In January 2023, Kholodov left Ukraine and he stopped to attend parliamentary sessions. Kholodov claimed he left the country to take care of his sick wife and child. On 31 July, he sent his letter of resignation from parliament and was excluded from Servant of the People. On 8 August 2023 parliament terminated the parliamentary powers of Kholodov.

== Family ==
The wife of Andrii Kholodov is designer Kateryna Shakhovska, who also designs clothing for Oksana Marchenko.

Journalists from the program *Schemes* claim that Kholodov is a godfather to the wife of pro-Russian oligarch Viktor Medvedchuk, Oksana Marchenko.

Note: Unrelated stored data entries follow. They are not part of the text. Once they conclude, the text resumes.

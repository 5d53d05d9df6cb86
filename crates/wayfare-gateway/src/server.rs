//! Gateway server — the main chat application, an Axum HTTP API
//!
//! Routes every chat message through the assistant pipeline (guardrail →
//! capability routing → specialist dispatch) with the session's conversation
//! history as context.

use std::net::SocketAddr;
use std::sync::Arc;

use anyhow::Result;
use axum::Router;
use axum::extract::State;
use axum::http::{HeaderMap, StatusCode};
use axum::response::IntoResponse;
use axum::routing::{get, post};
use tower_http::cors::CorsLayer;
use tracing::info;

use wayfare_core::Assistant;
use wayfare_core::types::{TravelRequest, TurnRole};

use crate::auth;
use crate::protocol::{ApiError, ChatRequest, ChatResponse, CreateSessionRequest};
use crate::session::SessionManager;

/// Shared state for all handlers
#[derive(Clone)]
pub struct GatewayState {
    pub sessions: Arc<SessionManager>,
    pub assistant: Arc<Assistant>,
    pub auth_token: String,
    pub start_time: std::time::Instant,
}

/// The gateway server
pub struct GatewayServer {
    state: GatewayState,
    bind: SocketAddr,
}

impl GatewayServer {
    /// Create a new gateway server
    pub fn new(bind: SocketAddr, assistant: Arc<Assistant>, auth_token: String) -> Self {
        let state = GatewayState {
            sessions: Arc::new(SessionManager::new()),
            assistant,
            auth_token,
            start_time: std::time::Instant::now(),
        };
        Self { state, bind }
    }

    /// Get a reference to the session manager
    pub fn sessions(&self) -> &Arc<SessionManager> {
        &self.state.sessions
    }

    /// Build the Axum router
    pub fn router(&self) -> Router {
        Router::new()
            .route("/api/chat", post(chat_handler))
            .route("/api/status", get(status_handler))
            .route("/api/sessions", get(sessions_handler).post(create_session_handler))
            .layer(CorsLayer::permissive())
            .with_state(self.state.clone())
    }

    /// Start the server (blocks until shutdown)
    pub async fn run(self) -> Result<()> {
        let router = self.router();
        let listener = tokio::net::TcpListener::bind(self.bind).await?;
        info!("Gateway listening on {}", self.bind);

        axum::serve(listener, router).await?;
        Ok(())
    }
}

// ── HTTP Handlers ──

async fn status_handler(State(state): State<GatewayState>) -> impl IntoResponse {
    let sessions = state.sessions.count().await;
    let uptime = state.start_time.elapsed().as_secs();

    axum::Json(serde_json::json!({
        "status": "ok",
        "sessions": sessions,
        "uptime_secs": uptime,
    }))
}

async fn sessions_handler(
    State(state): State<GatewayState>,
    headers: HeaderMap,
) -> Result<impl IntoResponse, StatusCode> {
    if !check_auth(&state.auth_token, &headers) {
        return Err(StatusCode::UNAUTHORIZED);
    }
    let sessions = state.sessions.list().await;
    Ok(axum::Json(serde_json::json!({ "sessions": sessions })))
}

async fn create_session_handler(
    State(state): State<GatewayState>,
    headers: HeaderMap,
    axum::Json(request): axum::Json<CreateSessionRequest>,
) -> Result<impl IntoResponse, StatusCode> {
    if !check_auth(&state.auth_token, &headers) {
        return Err(StatusCode::UNAUTHORIZED);
    }
    let name = request.name.as_deref().unwrap_or("Untitled");
    let session = state.sessions.create(name).await;
    Ok((StatusCode::CREATED, axum::Json(session)))
}

async fn chat_handler(
    State(state): State<GatewayState>,
    headers: HeaderMap,
    axum::Json(request): axum::Json<ChatRequest>,
) -> Result<axum::Json<ChatResponse>, (StatusCode, axum::Json<ApiError>)> {
    if !check_auth(&state.auth_token, &headers) {
        return Err((
            StatusCode::UNAUTHORIZED,
            axum::Json(ApiError::new("unauthorized")),
        ));
    }

    let content = request.content.trim();
    if content.is_empty() {
        return Err((
            StatusCode::BAD_REQUEST,
            axum::Json(ApiError::new("Missing or empty 'content'")),
        ));
    }

    let session_id = request.session_id.as_deref().unwrap_or("main").to_string();
    let history = state.sessions.history(&session_id).await;
    let travel_request = TravelRequest::new(session_id.clone(), content);

    // The assistant never errors outward; failures become canned replies
    let reply = state.assistant.process(&travel_request, &history).await;

    state
        .sessions
        .record_turn(&session_id, TurnRole::User, content)
        .await;
    state
        .sessions
        .record_turn(&session_id, TurnRole::Assistant, &reply.content)
        .await;

    Ok(axum::Json(ChatResponse {
        content: reply.content,
        agent: reply.agent.map(|a| a.to_string()),
        session_id,
    }))
}

fn check_auth(configured_token: &str, headers: &HeaderMap) -> bool {
    if configured_token.is_empty() {
        return true;
    }
    let token = headers
        .get("authorization")
        .and_then(|v| v.to_str().ok())
        .and_then(auth::extract_bearer_token);

    match token {
        Some(t) => auth::validate_token(configured_token, t),
        None => false,
    }
}
//! Gateway HTTP protocol — JSON bodies between chat clients and the gateway

use serde::{Deserialize, Serialize};

/// `POST /api/chat` request body
#[derive(Debug, Clone, Serialize, Deserialize)]
pub struct ChatRequest {
    pub content: String,
    /// Session to attach the conversation to; defaults to "main"
    #[serde(default)]
    pub session_id: Option<String>,
}

/// `POST /api/chat` response body
#[derive(Debug, Clone, Serialize, Deserialize)]
pub struct ChatResponse {
    pub content: String,
    /// Which specialist answered, if any
    #[serde(skip_serializing_if = "Option::is_none")]
    pub agent: Option<String>,
    pub session_id: String,
}

/// `POST /api/sessions` request body
#[derive(Debug, Clone, Serialize, Deserialize)]
pub struct CreateSessionRequest {
    #[serde(default)]
    pub name: Option<String>,
}

/// Error body for non-2xx responses
#[derive(Debug, Clone, Serialize, Deserialize)]
pub struct ApiError {
    pub error: String,
}

impl ApiError {
    pub fn new(message: impl Into<String>) -> Self {
        Self {
            error: message.into(),
        }
    }
}

#[cfg(test)]
mod tests {
    use super::*;

    #[test]
    fn test_chat_request_deserialize() {
        let req: ChatRequest =
            serde_json::from_str(r#"{"content":"weather in Oslo","session_id":"s-1"}"#).unwrap();
        assert_eq!(req.content, "weather in Oslo");
        assert_eq!(req.session_id.as_deref(), Some("s-1"));
    }

    #[test]
    fn test_chat_request_session_optional() {
        let req: ChatRequest = serde_json::from_str(r#"{"content":"hello"}"#).unwrap();
        assert!(req.session_id.is_none());
    }

    #[test]
    fn test_chat_response_omits_empty_agent() {
        let resp = ChatResponse {
            content: "hi".to_string(),
            agent: None,
            session_id: "main".to_string(),
        };
        let json = serde_json::to_string(&resp).unwrap();
        assert!(!json.contains("agent"));
    }

    #[test]
    fn test_api_error_body() {
        let json = serde_json::to_string(&ApiError::new("unauthorized")).unwrap();
        assert_eq!(json, r#"{"error":"unauthorized"}"#);
    }
}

The leader of the "Servant of the People" party, Dmytro Razumkov, stated that the candidate’s family ties with the family of the godfather of the Russian president are not grounds for excluding the candidate from the party.

In October 2020, Kholodov attended the wedding of Viktor Medvedchuk’s stepson.

== Criticism and a lawsuit ==
In November 2019, journalists of the Schemes program of the Ukrainian edition of Radio Liberty published an investigation in which they proved that MP Kholodov's family was connected to the cigarette distribution business, pointed to possible tax violations, and exposed him for lobbying the Verkhovna Rada to improve the conditions for doing business.

In July 2020, the NACP found a real conflict of interest in MP Kholodov, the case was referred to court, and the MP faces a fine.

On August 27, 2020, Kholodov filed a lawsuit with the Shevchenkivskyi District Court of Kyiv, asking to "recognize as unreliable the information" disseminated in the investigation. However, on the day of the first preparatory hearing, he filed a written statement "to leave the claim without consideration." Neither Kholodov nor his representative appeared at the hearing. On March 25, 2021, the Shevchenkivskyi Court decided to "leave the claim without consideration".